### RAW DATA
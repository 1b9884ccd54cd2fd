//! # Document Repository
//!
//! This crate provides the persistence boundary for documents and tags. It
//! includes the repository traits, a PostgreSQL implementation with embedded
//! migrations, and an in-memory implementation for tests and local runs.
//!
//! Both implementations enforce the same contract: optimistic concurrency on
//! document updates, case-insensitive tag name uniqueness, and set semantics
//! for document/tag associations.

pub mod config;
pub mod errors;
pub mod interfaces;
pub mod memory;
pub mod postgres;

pub use config::DatabaseConfig;
pub use errors::RepositoryError;
pub use interfaces::{DocumentRepository, TagRepository};
pub use memory::InMemoryDocumentStore;
pub use postgres::{run_migrations, PostgresDocumentRepository, PostgresTagRepository};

### WHAT THE TASK REQUIRES
When the line with "for document/tag associations." is reached in the data above, begin copying, and stop after the line with "pub use memory::InMemoryDocumentStore;"; copy each line exactly, both ends included.

### WORKED SOLUTION
//! for document/tag associations.

pub mod config;
pub mod errors;
pub mod interfaces;
pub mod memory;
pub mod postgres;

pub use config::DatabaseConfig;
pub use errors::RepositoryError;
pub use interfaces::{DocumentRepository, TagRepository};
pub use memory::InMemoryDocumentStore;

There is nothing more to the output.